Do Wal-Mart employees have their own welfare benefits that Target employees can't receive? Does Wal-Mart have its own tax incentives that other competitors can't receive?

I think Luke O is worrying about a different question, one that sensibly tries to infer the ultimate market equilibrium that may result from the innovative stategy of an individual firm.

Suppose Company A is indifferent between paying workers $6/hour without health insurance, or offering them $5/hour and using the difference to buy a group insurance plan for those it employs. Suppose Company A settles on the latter combination--lower wage plus private insurance benefit--and is content that it gets the satisfied employees it is looking for.
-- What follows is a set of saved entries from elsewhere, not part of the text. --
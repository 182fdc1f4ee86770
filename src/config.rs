use std::net::SocketAddr;

use serde::Deserialize;
use tracing::trace;

use crate::Device;
use crate::probe::ProbeTarget;

pub const MAX_CONCURRENT_LIMIT: usize = 50;
pub const TTL_MINUTES_LIMIT: u32 = 60;
pub const INTERVAL_MINUTES_LIMIT: u32 = 60;

#[derive(Debug, Clone, Default, Deserialize)]
pub struct Config {
    #[serde(default)]
    pub devices: Vec<Device>,

    #[serde(default)]
    pub probe: ProbeConfig,

    #[serde(default)]
    pub cache: CacheConfig,

    #[serde(default)]
    pub scheduler: SchedulerConfig,

    #[serde(default)]
    pub realtime: RealtimeConfig,

    /// HTTP/WebSocket server section (optional - defaults to localhost)
    pub api: Option<ApiSection>,
}

#[derive(Debug, Clone, Deserialize)]
pub struct ProbeConfig {
    /// Deadline for one device check, covering every fallback it tries
    #[serde(default = "default_probe_timeout")]
    pub timeout_secs: u64,

    /// Deadline for the first attempt: the ICMP echo, or the Redfish request
    #[serde(default = "default_ping_timeout")]
    pub ping_timeout_secs: u64,

    /// Deadline for a single TCP port attempt
    #[serde(default = "default_port_timeout")]
    pub port_timeout_secs: u64,

    #[serde(default = "default_max_concurrent")]
    pub max_concurrent: usize,

    #[serde(default)]
    pub target: ProbeTarget,
}

impl Default for ProbeConfig {
    fn default() -> Self {
        Self {
            timeout_secs: default_probe_timeout(),
            ping_timeout_secs: default_ping_timeout(),
            port_timeout_secs: default_port_timeout(),
            max_concurrent: default_max_concurrent(),
            target: ProbeTarget::default(),
        }
    }
}

fn default_probe_timeout() -> u64 {
    6
}

fn default_ping_timeout() -> u64 {
    3
}

fn default_port_timeout() -> u64 {
    2
}

fn default_max_concurrent() -> usize {
    20
}

#[derive(Debug, Clone, Deserialize)]
pub struct CacheConfig {
    #[serde(default = "default_ttl_minutes")]
    pub ttl_minutes: u32,
}

impl Default for CacheConfig {
    fn default() -> Self {
        Self {
            ttl_minutes: default_ttl_minutes(),
        }
    }
}

fn default_ttl_minutes() -> u32 {
    5
}

#[derive(Debug, Clone, Deserialize)]
pub struct SchedulerConfig {
    #[serde(default = "default_true")]
    pub enabled: bool,

    #[serde(default = "default_interval_minutes")]
    pub interval_minutes: u32,

    #[serde(default = "default_job_name")]
    pub job_name: String,
}

impl Default for SchedulerConfig {
    fn default() -> Self {
        Self {
            enabled: true,
            interval_minutes: default_interval_minutes(),
            job_name: default_job_name(),
        }
    }
}

fn default_true() -> bool {
    true
}

fn default_interval_minutes() -> u32 {
    5
}

pub fn default_job_name() -> String {
    String::from("monitor_all_devices")
}

#[derive(Debug, Clone, Deserialize)]
pub struct RealtimeConfig {
    /// How long a single delivery may take before the connection is pruned
    #[serde(default = "default_send_timeout")]
    pub send_timeout_ms: u64,

    /// Outbound frames buffered per connection
    #[serde(default = "default_outbound_buffer")]
    pub outbound_buffer: usize,
}

impl Default for RealtimeConfig {
    fn default() -> Self {
        Self {
            send_timeout_ms: default_send_timeout(),
            outbound_buffer: default_outbound_buffer(),
        }
    }
}

fn default_send_timeout() -> u64 {
    2000
}

fn default_outbound_buffer() -> usize {
    64
}

#[derive(Debug, Clone, Deserialize)]
pub struct ApiSection {
    pub bind: Option<SocketAddr>,

    #[serde(default = "default_true")]
    pub enable_cors: bool,
}

impl Config {
    /// Check the numeric ranges the core relies on
    pub fn validate(&self) -> anyhow::Result<()> {
        if !(1..=MAX_CONCURRENT_LIMIT).contains(&self.probe.max_concurrent) {
            anyhow::bail!(
                "probe.max_concurrent must be between 1 and {MAX_CONCURRENT_LIMIT}, got {}",
                self.probe.max_concurrent
            );
        }
        if !(1..=TTL_MINUTES_LIMIT).contains(&self.cache.ttl_minutes) {
            anyhow::bail!(
                "cache.ttl_minutes must be between 1 and {TTL_MINUTES_LIMIT}, got {}",
                self.cache.ttl_minutes
            );
        }
        if !(1..=INTERVAL_MINUTES_LIMIT).contains(&self.scheduler.interval_minutes) {
            anyhow::bail!(
                "scheduler.interval_minutes must be between 1 and {INTERVAL_MINUTES_LIMIT}, got {}",
                self.scheduler.interval_minutes
            );
        }
        if self.probe.ping_timeout_secs == 0 || self.probe.port_timeout_secs == 0 {
            anyhow::bail!("probe ping and port timeouts must be greater than 0");
        }
        // the TCP fallback has to fit in what the first attempt leaves over
        let fallback_budget = self.probe.ping_timeout_secs + self.probe.port_timeout_secs;
        if self.probe.timeout_secs <= fallback_budget {
            anyhow::bail!(
                "probe.timeout_secs ({}) must exceed ping_timeout_secs + port_timeout_secs ({fallback_budget})",
                self.probe.timeout_secs
            );
        }
        if self.realtime.outbound_buffer == 0 {
            anyhow::bail!("realtime.outbound_buffer must be greater than 0");
        }

        let mut seen = std::collections::HashSet::new();
        for device in &self.devices {
            if !seen.insert(device.device_id) {
                anyhow::bail!("duplicate device_id {} in inventory", device.device_id);
            }
        }

        Ok(())
    }
}

pub fn read_config_file(path: &str) -> anyhow::Result<Config> {
    let file_content = std::fs::read_to_string(path)?;
    let config: Config = serde_json::from_str(&file_content)
        .map_err(|e| anyhow::anyhow!("Invalid configuration file provided: {e}"))?;
    config.validate()?;
    trace!("loaded config: {config:?}");
    Ok(config)
}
Now suppose Company B comes along and notices that there are plenty of potential employees around (elastic wages), and they'll all happily work for somewhere between $5/hour and $6/hour without being offered any insurance benefits. We can even imagine that $5.01/hour is the market wage without insurance benefits.

Now Company B can definitely underprice Company A for selling identical products.

Now, if an employee at Company A gets sick, he surely uses his private insurance plan, which presumably dominates the government's welfare-based plan--a plan that is available to employees at both Company A and Company B. But if an employee at Company B gets sick, he definitely uses the government's welfare-based plan.

Luke's question is this: What is not being accounted for when Company B employees happen to get sick? Because there is a government-supported plan in place that requires hospitals to treat even the uninsured in some U.S. States or circumstances, those individuals get treatment at the taxpayer's expense. It's as if they have a health insurance policy after all, but without bearing the full insurance cost themselves in lower wages. The cost is shifted to taxpayers, who have agreed to pay health care costs for the uninsured in some circumstances.

And the upshot is that the cost of the products sold at Company B is being financed by the taxpayer. That's what Luke is saying: the consumer buying products at Company B's store is able to buy goods at a price that doesn't reflect the ultimate price, which includes the ultimate insurance repercussions paid by that very same consumer as a taxpayer.

Now here's the real question Luke is asking: Is that innovation of not offering private health insurance to its employees something competitively clever that Company B is doing, something that Company A ought to be doing and is missing?

And most importantly: If Company A follows Company B's suit and quits offering private insurance, is that what we as citizens want? Which equilibrium is better for the economy as a whole--what Company A is doing, with private insurance, or what Company B is doing, to rely on the dole?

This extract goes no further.